From https://build.golang.org/log/3cbe74efe432908017a65a831f586044aaa2fa9e:

-> unzip /boot/workdir/gopath/pkg/mod/cache/download/google.golang.org/protobuf/@v/v1.27.1.zip: write /boot/workdir/gopath/pkg/mod/google.golang.org/protobuf@v1.27.1/internal/testprotos/benchmarks/datasets/google_message3/benchmark_message3_6.pb.go: disk is full
panic: lockedfile.File /boot/workdir/gopath/pkg/mod/cache/download/google.golang.org/genproto/@v/v0.0.0-20211021150943-2b146023228c.ziphash became unreachable without a call to Close

goroutine 5 [running]:
cmd/go/internal/lockedfile.OpenFile.func1(0x11898250)
	/boot/workdir/go/src/cmd/go/internal/lockedfile/lockedfile.go:54 +0xa4

The frame printed here is supposed to be the caller of OpenFile, not OpenFile itself.

@bcmills bcmills added the NeedsInvestigation Someone must examine and confirm this is a valid issue and not a duplicate of an existing one. label Jan 27, 2022
@bcmills bcmills added this to the Backlog milestone Jan 27, 2022
@aschade92
Copy link
Contributor

aschade92 commented Feb 3, 2022

Hello!
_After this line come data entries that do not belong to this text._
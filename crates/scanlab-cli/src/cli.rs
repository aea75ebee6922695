// SPDX-License-Identifier: PMPL-1.0-or-later
// Copyright (c) 2026 Jonathan D.A. Jewell (hyperpolymath) <jonathan.jewell@open.ac.uk>

use std::path::PathBuf;

use clap::{Parser, Subcommand};

#[derive(Debug, Parser)]
#[command(name = "scanlab", version, about, long_about = None)]
pub struct Cli {
    /// JSON configuration file; built-in defaults are used without it.
    #[arg(short, long, global = true)]
    pub config: Option<PathBuf>,

    #[command(subcommand)]
    pub command: Command,
}

#[derive(Debug, Subcommand)]
pub enum Command {
    /// Find the page in a photo and produce a top-down black-and-white scan.
    Scan {
        /// Photo of the document.
        #[arg(short, long)]
        image: PathBuf,
        /// Where the stage images are written.
        #[arg(short, long, default_value = ".")]
        output_dir: PathBuf,
    },
    /// Transfer the color distribution of one image onto another.
    Transfer {
        /// Image whose colors are taken.
        #[arg(short, long)]
        source: PathBuf,
        /// Image that is recolored.
        #[arg(short, long)]
        target: PathBuf,
        /// Where the recolored image is saved.
        #[arg(short, long)]
        output: Option<PathBuf>,
        /// Save source, target, and result side by side.
        #[arg(long)]
        preview: Option<PathBuf>,
    },
    /// Mask skin-colored regions in an image or a directory of frames.
    Skin {
        /// Image file, or a directory whose images are processed in name order.
        #[arg(short, long)]
        input: PathBuf,
        /// Where the masks and masked frames are written.
        #[arg(short, long, default_value = ".")]
        output_dir: PathBuf,
    },
}

pub fn parse() -> Cli {
    Cli::parse()
}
I'd like to work on this issue.

To investigate this bug, I started in the modfetch package. Eventually I traced the problem to a method called hashZip which is called when go modules fetches dependencies, as is implied from the stack trace.
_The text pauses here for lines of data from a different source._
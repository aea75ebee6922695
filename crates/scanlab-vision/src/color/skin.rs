// SPDX-License-Identifier: PMPL-1.0-or-later
// Copyright (c) 2026 Jonathan D.A. Jewell (hyperpolymath) <jonathan.jewell@open.ac.uk>
//
// Skin detection — HSV range masking cleaned up with erosion, dilation, and a
// light blur, then applied to the frame.

use image::{DynamicImage, GrayImage, Luma, Rgb, RgbImage};
use imageproc::distance_transform::Norm;
use imageproc::filter::gaussian_blur_f32;
use imageproc::morphology::{dilate, erode};
use palette::{FromColor, Hsv, Srgb};
use scanlab_core::config::SkinConfig;
use scanlab_core::error::{Result, ScanlabError};
use tracing::{debug, instrument};

use crate::image::processor::ImageProcessor;

/// Output of [`SkinDetector::detect`] for one frame.
#[derive(Debug, Clone)]
pub struct SkinDetection {
    /// The frame after resizing to the configured width.
    pub frame: RgbImage,
    /// Cleaned-up skin mask (non-zero = skin).
    pub mask: GrayImage,
    /// `frame` with every non-skin pixel blacked out.
    pub skin: RgbImage,
}

/// Detects skin-colored regions frame by frame.
pub struct SkinDetector {
    config: SkinConfig,
}

impl SkinDetector {
    pub fn new(config: SkinConfig) -> Self {
        Self { config }
    }

    /// Resize `frame`, mask the pixels whose HSV falls inside the configured
    /// bounds, clean the mask, and apply it.
    ///
    /// Fails with [`ScanlabError::Config`] when the detector was built from
    /// an invalid [`SkinConfig`].
    #[instrument(skip_all, fields(width = frame.width(), height = frame.height()))]
    pub fn detect(&self, frame: &RgbImage) -> Result<SkinDetection> {
        self.config.validate()?;
        if frame.width() == 0 || frame.height() == 0 {
            return Err(ScanlabError::InvalidArgument("frame has no pixels".into()));
        }

        let frame = ImageProcessor::from_dynamic(DynamicImage::ImageRgb8(frame.clone()))
            .resize_to_width(self.config.frame_width)
            .into_dynamic()
            .to_rgb8();

        let mut mask = in_range_mask(&frame, self.config.hsv_lower, self.config.hsv_upper);
        for _ in 0..self.config.erode_iterations {
            mask = erode(&mask, Norm::L1, self.config.kernel_radius);
        }
        for _ in 0..self.config.dilate_iterations {
            mask = dilate(&mask, Norm::L1, self.config.kernel_radius);
        }
        let mask = gaussian_blur_f32(&mask, self.config.mask_blur_sigma);

        let skin = apply_mask(&frame, &mask);
        debug!(skin_fraction = skin_fraction(&mask), "Skin mask computed");

        Ok(SkinDetection { frame, mask, skin })
    }
}

/// HSV on the 8-bit OpenCV scale: hue `0..=180` (degrees halved), saturation
/// and value `0..=255`. Hues just below 360° round up to 180, not 0.
pub fn hsv_u8(pixel: Rgb<u8>) -> [u8; 3] {
    let Rgb([r, g, b]) = pixel;
    let hsv: Hsv = Hsv::from_color(Srgb::new(r as f32 / 255.0, g as f32 / 255.0, b as f32 / 255.0));
    let hue = (hsv.hue.into_positive_degrees() / 2.0).round().min(180.0);
    [
        hue as u8,
        (hsv.saturation.clamp(0.0, 1.0) * 255.0).round() as u8,
        (hsv.value.clamp(0.0, 1.0) * 255.0).round() as u8,
    ]
}

/// 255 where every HSV component lies within `lower..=upper`, 0 elsewhere.
pub fn in_range_mask(image: &RgbImage, lower: [u8; 3], upper: [u8; 3]) -> GrayImage {
    GrayImage::from_fn(image.width(), image.height(), |x, y| {
        let hsv = hsv_u8(*image.get_pixel(x, y));
        let inside = (0..3).all(|c| (lower[c]..=upper[c]).contains(&hsv[c]));
        Luma([if inside { 255 } else { 0 }])
    })
}

/// Keep `image` pixels where `mask` is non-zero; black out the rest.
///
/// # Panics
///
/// Panics if `mask` is smaller than `image`.
pub fn apply_mask(image: &RgbImage, mask: &GrayImage) -> RgbImage {
    RgbImage::from_fn(image.width(), image.height(), |x, y| {
        if mask.get_pixel(x, y).0[0] > 0 {
            *image.get_pixel(x, y)
        } else {
            Rgb([0, 0, 0])
        }
    })
}

/// Share of non-zero mask pixels, in `0.0..=1.0`.
pub fn skin_fraction(mask: &GrayImage) -> f32 {
    let total = mask.width() as u64 * mask.height() as u64;
    if total == 0 {
        return 0.0;
    }
    let on = mask.pixels().filter(|p| p.0[0] > 0).count() as u64;
    on as f32 / total as f32
}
My understanding of the hashZip function is that it checks the hash of a downloaded file versus the expected hash from go.mod. If that passes validation, then the zip hash file gets saved using lockedfile.Create(). However, hf.Close() is not executed in a defer statement and it instead happens as the last operation before the function returns:

func hashZip(mod module.Version, zipfile, ziphashfile string) error {
	hash, err := dirhash.HashZip(zipfile, dirhash.DefaultHash)
	if err != nil {
		return err
	}
	if err := checkModSum(mod, hash); err != nil {
		return err
	}
	hf, err := lockedfile.Create(ziphashfile)
	if err != nil {
		return err
	}
	if err := hf.Truncate(int64(len(hash))); err != nil {
		return err
	}
	if _, err := hf.WriteAt([]byte(hash), 0); err != nil {
		return err
	}
	if err := hf.Close(); err != nil {
		return err
	}

	return nil
}

if calls to hf.Truncate or hf.WriteAt return an error, possibly due to there being no disk space, then hf.Close() would not get invoked. As a result the finalizer in lockedfile.OpenFile gets executed when the file is garbage collected, which is where panic is invoked. This potentially would explain the misleading stack trace that you're seeing, instead of seeing the error bubbled up properly.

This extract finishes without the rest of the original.